# Problem statement
From the records below, transcribe only the lines running from the one with "lowering total supply." through the one with "self.ledger.burn(caller, amount)?;". Keep both of those end lines.

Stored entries
──────────────────────────────

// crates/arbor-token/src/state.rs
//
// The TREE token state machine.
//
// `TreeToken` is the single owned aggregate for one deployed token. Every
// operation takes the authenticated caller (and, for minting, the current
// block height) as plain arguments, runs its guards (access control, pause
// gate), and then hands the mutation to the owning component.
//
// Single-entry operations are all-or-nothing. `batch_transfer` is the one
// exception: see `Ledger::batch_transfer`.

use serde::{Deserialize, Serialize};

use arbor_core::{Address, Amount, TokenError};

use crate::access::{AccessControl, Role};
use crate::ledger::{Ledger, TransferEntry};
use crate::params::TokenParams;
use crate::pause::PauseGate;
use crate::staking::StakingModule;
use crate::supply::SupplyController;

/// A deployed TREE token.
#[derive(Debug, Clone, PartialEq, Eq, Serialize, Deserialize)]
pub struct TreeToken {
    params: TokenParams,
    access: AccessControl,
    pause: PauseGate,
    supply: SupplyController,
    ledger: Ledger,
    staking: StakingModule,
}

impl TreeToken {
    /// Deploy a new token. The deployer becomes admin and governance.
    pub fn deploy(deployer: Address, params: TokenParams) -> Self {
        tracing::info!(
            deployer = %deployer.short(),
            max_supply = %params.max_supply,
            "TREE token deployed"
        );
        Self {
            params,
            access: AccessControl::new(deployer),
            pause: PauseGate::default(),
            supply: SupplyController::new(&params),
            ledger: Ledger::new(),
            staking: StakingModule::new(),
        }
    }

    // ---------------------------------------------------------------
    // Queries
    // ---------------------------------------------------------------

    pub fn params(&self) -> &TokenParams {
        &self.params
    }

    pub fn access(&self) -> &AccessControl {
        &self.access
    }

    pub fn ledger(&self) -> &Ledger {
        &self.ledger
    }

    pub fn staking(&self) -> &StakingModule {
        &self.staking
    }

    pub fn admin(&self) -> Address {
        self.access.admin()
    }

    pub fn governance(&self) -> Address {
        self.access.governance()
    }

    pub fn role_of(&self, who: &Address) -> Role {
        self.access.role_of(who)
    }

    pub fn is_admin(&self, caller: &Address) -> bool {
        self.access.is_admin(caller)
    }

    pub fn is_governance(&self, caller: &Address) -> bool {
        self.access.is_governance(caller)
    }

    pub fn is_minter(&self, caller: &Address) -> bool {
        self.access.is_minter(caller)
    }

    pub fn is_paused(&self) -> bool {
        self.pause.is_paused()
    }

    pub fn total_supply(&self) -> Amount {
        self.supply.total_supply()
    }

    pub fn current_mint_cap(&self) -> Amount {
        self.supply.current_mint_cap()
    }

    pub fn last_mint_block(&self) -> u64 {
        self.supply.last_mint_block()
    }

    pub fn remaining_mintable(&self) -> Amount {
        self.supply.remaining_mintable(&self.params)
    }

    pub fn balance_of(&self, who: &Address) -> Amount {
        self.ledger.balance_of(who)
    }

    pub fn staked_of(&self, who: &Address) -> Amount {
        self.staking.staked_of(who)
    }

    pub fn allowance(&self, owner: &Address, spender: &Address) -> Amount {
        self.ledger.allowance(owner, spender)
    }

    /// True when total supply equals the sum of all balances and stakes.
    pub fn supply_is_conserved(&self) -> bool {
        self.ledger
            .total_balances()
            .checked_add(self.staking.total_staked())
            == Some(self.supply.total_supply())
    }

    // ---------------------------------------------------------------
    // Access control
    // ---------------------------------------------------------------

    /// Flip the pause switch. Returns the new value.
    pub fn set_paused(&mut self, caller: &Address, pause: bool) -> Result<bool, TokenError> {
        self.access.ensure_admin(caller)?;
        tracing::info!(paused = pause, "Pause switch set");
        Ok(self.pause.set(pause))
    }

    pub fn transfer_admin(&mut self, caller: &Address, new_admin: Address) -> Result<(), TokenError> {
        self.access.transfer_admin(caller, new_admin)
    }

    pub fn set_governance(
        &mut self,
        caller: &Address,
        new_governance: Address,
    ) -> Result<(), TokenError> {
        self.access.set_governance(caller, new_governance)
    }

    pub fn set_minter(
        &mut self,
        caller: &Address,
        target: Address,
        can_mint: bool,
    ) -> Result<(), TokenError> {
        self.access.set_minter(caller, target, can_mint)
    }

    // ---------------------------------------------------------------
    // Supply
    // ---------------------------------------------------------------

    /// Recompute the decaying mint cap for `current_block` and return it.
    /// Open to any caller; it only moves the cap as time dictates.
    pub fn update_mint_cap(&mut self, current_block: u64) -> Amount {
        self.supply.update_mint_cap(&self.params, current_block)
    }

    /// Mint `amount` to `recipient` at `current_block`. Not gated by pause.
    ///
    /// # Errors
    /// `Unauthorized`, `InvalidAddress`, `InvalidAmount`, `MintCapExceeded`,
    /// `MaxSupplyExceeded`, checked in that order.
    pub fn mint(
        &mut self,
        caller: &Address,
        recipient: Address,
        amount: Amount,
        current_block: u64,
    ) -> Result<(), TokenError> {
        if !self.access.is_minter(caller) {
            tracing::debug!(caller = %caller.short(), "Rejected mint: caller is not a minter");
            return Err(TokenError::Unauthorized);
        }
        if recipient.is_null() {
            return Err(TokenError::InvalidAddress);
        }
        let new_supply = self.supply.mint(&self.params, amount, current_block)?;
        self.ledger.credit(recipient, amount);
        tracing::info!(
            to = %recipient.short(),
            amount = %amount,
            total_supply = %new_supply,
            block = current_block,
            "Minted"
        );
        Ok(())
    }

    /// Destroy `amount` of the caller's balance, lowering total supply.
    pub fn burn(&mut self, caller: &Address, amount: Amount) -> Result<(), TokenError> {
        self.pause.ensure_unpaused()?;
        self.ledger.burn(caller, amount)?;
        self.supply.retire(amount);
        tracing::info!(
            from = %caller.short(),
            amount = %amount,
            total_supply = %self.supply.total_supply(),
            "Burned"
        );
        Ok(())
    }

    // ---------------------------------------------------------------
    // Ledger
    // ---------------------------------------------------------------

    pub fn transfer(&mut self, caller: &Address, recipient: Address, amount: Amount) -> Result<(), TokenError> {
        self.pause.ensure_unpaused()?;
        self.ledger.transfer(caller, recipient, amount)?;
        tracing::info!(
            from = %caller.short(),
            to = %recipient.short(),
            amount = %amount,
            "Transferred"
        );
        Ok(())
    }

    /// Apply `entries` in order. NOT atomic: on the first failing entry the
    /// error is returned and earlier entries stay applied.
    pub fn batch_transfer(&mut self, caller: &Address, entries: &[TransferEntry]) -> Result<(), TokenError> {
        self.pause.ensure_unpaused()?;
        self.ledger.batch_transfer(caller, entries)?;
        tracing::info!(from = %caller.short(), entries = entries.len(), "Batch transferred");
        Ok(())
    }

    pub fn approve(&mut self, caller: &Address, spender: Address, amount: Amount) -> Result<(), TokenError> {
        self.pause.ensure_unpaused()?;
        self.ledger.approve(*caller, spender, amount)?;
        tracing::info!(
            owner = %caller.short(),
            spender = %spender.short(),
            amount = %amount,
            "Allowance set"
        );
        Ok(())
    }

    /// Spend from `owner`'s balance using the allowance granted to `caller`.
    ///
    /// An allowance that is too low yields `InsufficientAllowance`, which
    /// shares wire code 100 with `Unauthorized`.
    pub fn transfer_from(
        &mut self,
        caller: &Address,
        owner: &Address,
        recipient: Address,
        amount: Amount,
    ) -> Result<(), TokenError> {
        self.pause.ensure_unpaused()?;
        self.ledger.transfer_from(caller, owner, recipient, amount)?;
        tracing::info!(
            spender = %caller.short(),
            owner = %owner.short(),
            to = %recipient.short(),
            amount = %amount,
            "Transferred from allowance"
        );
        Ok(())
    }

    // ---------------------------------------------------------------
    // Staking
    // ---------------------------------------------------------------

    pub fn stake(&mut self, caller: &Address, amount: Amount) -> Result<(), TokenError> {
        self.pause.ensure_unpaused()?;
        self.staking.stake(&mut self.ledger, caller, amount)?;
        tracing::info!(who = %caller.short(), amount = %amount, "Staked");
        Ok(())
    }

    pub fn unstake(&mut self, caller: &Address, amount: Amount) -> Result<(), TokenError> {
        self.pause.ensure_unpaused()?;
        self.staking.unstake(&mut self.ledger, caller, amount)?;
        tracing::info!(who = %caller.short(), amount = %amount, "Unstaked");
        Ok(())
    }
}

──────────────────────────────

# Solution to this problem
    /// Destroy `amount` of the caller's balance, lowering total supply.
    pub fn burn(&mut self, caller: &Address, amount: Amount) -> Result<(), TokenError> {
        self.pause.ensure_unpaused()?;
        self.ledger.burn(caller, amount)?;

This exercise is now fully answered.